Task objective:
Starting with the first line, output the data exactly, through to the last line.

Data:

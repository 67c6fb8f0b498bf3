//! Textures: an image plus sampling state.

use std::io;

use crate::error::Result;
use crate::object::{GltfObject, ObjectBase, RootObject};
use crate::parser::Parser;
use crate::root::GltfRoot;
use crate::schema::{Image, Sampler};
use crate::table::{Handle, RootArray};
use crate::writer::Writer;

#[derive(Debug, Default)]
pub struct Texture {
    pub name: String,
    pub sampler: Option<Handle<Sampler>>,
    pub source: Option<Handle<Image>>,
    pub base: ObjectBase,
}

impl GltfObject for Texture {
    fn parse_property(&mut self, parser: &mut Parser<'_>, key: &str) -> Result<()> {
        match key {
            "name" => self.name = parser.parse_string()?,
            "sampler" => self.sampler = Some(parser.parse_ref()?),
            "source" => self.source = Some(parser.parse_ref()?),
            _ => return self.base.parse_property(parser, key),
        }
        Ok(())
    }

    fn write_properties(&self, w: &mut Writer<'_>) -> io::Result<()> {
        w.write_property("sampler", &self.sampler)?;
        w.write_property("source", &self.source)?;
        w.write_property("name", &self.name)?;
        self.base.write_properties(w)
    }
}

impl RootObject for Texture {
    const TYPE_NAME: &'static str = "Texture";

    fn name(&self) -> &str {
        &self.name
    }

    fn set_name(&mut self, name: String) {
        self.name = name;
    }

    fn table(root: &GltfRoot) -> &RootArray<Self> {
        &root.textures
    }

    fn table_mut(root: &mut GltfRoot) -> &mut RootArray<Self> {
        &mut root.textures
    }

    fn summary(&self) -> String {
        match &self.source {
            Some(source) => format!("from <Image #{}>", source.index()),
            None => String::new(),
        }
    }
}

Final answer:
repository 67c6fb8f0b498bf3
//! Textures: an image plus sampling state.

use std::io;

use crate::error::Result;
use crate::object::{GltfObject, ObjectBase, RootObject};
use crate::parser::Parser;
use crate::root::GltfRoot;
use crate::schema::{Image, Sampler};
use crate::table::{Handle, RootArray};
use crate::writer::Writer;

#[derive(Debug, Default)]
pub struct Texture {
    pub name: String,
    pub sampler: Option<Handle<Sampler>>,
    pub source: Option<Handle<Image>>,
    pub base: ObjectBase,
}

impl GltfObject for Texture {
    fn parse_property(&mut self, parser: &mut Parser<'_>, key: &str) -> Result<()> {
        match key {
            "name" => self.name = parser.parse_string()?,
            "sampler" => self.sampler = Some(parser.parse_ref()?),
            "source" => self.source = Some(parser.parse_ref()?),
            _ => return self.base.parse_property(parser, key),
        }
        Ok(())
    }

    fn write_properties(&self, w: &mut Writer<'_>) -> io::Result<()> {
        w.write_property("sampler", &self.sampler)?;
        w.write_property("source", &self.source)?;
        w.write_property("name", &self.name)?;
        self.base.write_properties(w)
    }
}

impl RootObject for Texture {
    const TYPE_NAME: &'static str = "Texture";

    fn name(&self) -> &str {
        &self.name
    }

    fn set_name(&mut self, name: String) {
        self.name = name;
    }

    fn table(root: &GltfRoot) -> &RootArray<Self> {
        &root.textures
    }

    fn table_mut(root: &mut GltfRoot) -> &mut RootArray<Self> {
        &mut root.textures
    }

    fn summary(&self) -> String {
        match &self.source {
            Some(source) => format!("from <Image #{}>", source.index()),
            None => String::new(),
        }
    }
}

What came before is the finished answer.